(TASK GOAL):
Each line containing the string "AppError" should be copied out of the entries.

Saved data entries
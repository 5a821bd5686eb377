use crate::domain::{models::settings::PropertySettings, ports::SettingsRepository};
use crate::error::AppError;
use async_trait::async_trait;
use sqlx::{FromRow, SqlitePool};

pub struct SqliteSettingsRepo {
    pool: SqlitePool,
}

impl SqliteSettingsRepo {
    pub fn new(pool: SqlitePool) -> Self {
        Self { pool }
    }
}

#[derive(FromRow)]
struct SettingsRow {
    id: String,
    name: String,
    address: String,
    phone: Option<String>,
    email: Option<String>,
    gst_number: Option<String>,
    gst_rate: f64,
    checkin_time: String,
    checkout_time: String,
    timezone: String,
    razorpay_key_id: Option<String>,
    razorpay_key_secret: Option<String>,
    invoice_seq: i64,
    loyalty_tiers: String,
}

impl From<SettingsRow> for PropertySettings {
    fn from(row: SettingsRow) -> Self {
        PropertySettings {
            id: row.id,
            name: row.name,
            address: row.address,
            phone: row.phone,
            email: row.email,
            gst_number: row.gst_number,
            gst_rate: row.gst_rate,
            checkin_time: row.checkin_time,
            checkout_time: row.checkout_time,
            timezone: row.timezone,
            razorpay_key_id: row.razorpay_key_id,
            razorpay_key_secret: row.razorpay_key_secret,
            invoice_seq: row.invoice_seq,
            loyalty_tiers: serde_json::from_str(&row.loyalty_tiers).unwrap_or_default(),
        }
    }
}

#[async_trait]
impl SettingsRepository for SqliteSettingsRepo {
    async fn get(&self) -> Result<Option<PropertySettings>, AppError> {
        let row = sqlx::query_as::<_, SettingsRow>("SELECT * FROM property_settings WHERE id = 'default'")
            .fetch_optional(&self.pool)
            .await
            .map_err(AppError::Database)?;
        Ok(row.map(Into::into))
    }

    async fn update(&self, settings: &PropertySettings) -> Result<PropertySettings, AppError> {
        let row = sqlx::query_as::<_, SettingsRow>(
            "UPDATE property_settings SET name=?, address=?, phone=?, email=?, gst_number=?, gst_rate=?, checkin_time=?, checkout_time=?, timezone=?, razorpay_key_id=?, razorpay_key_secret=?, invoice_seq=?, loyalty_tiers=?
             WHERE id = 'default'
             RETURNING *",
        )
        .bind(&settings.name)
        .bind(&settings.address)
        .bind(&settings.phone)
        .bind(&settings.email)
        .bind(&settings.gst_number)
        .bind(settings.gst_rate)
        .bind(&settings.checkin_time)
        .bind(&settings.checkout_time)
        .bind(&settings.timezone)
        .bind(&settings.razorpay_key_id)
        .bind(&settings.razorpay_key_secret)
        .bind(settings.invoice_seq)
        .bind(serde_json::to_string(&settings.loyalty_tiers).unwrap_or_else(|_| "[]".to_string()))
        .fetch_one(&self.pool)
        .await
        .map_err(AppError::Database)?;
        Ok(row.into())
    }
}
use serde::{Deserialize, Serialize};
use sqlx::FromRow;

/// Deduplicated guest identity record. The registry keys profiles on
/// (name, phone_number) and keeps the most recent stay date for phone-only
/// tie-breaking.
#[derive(Debug, Serialize, Deserialize, FromRow, Clone)]
#[serde(rename_all = "camelCase")]
pub struct GuestProfile {
    pub id: i64,
    pub name: String,
    pub phone_number: String,
    pub email: Option<String>,
    pub id_type: Option<String>,
    pub id_number: Option<String>,
    pub address: Option<String>,
    pub dob: Option<String>,
    pub nationality: Option<String>,
    pub preferences: Option<String>,
    pub last_check_in: Option<String>,
}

(REPLY):
use crate::error::AppError;
    async fn get(&self) -> Result<Option<PropertySettings>, AppError> {
            .map_err(AppError::Database)?;
    async fn update(&self, settings: &PropertySettings) -> Result<PropertySettings, AppError> {
        .map_err(AppError::Database)?;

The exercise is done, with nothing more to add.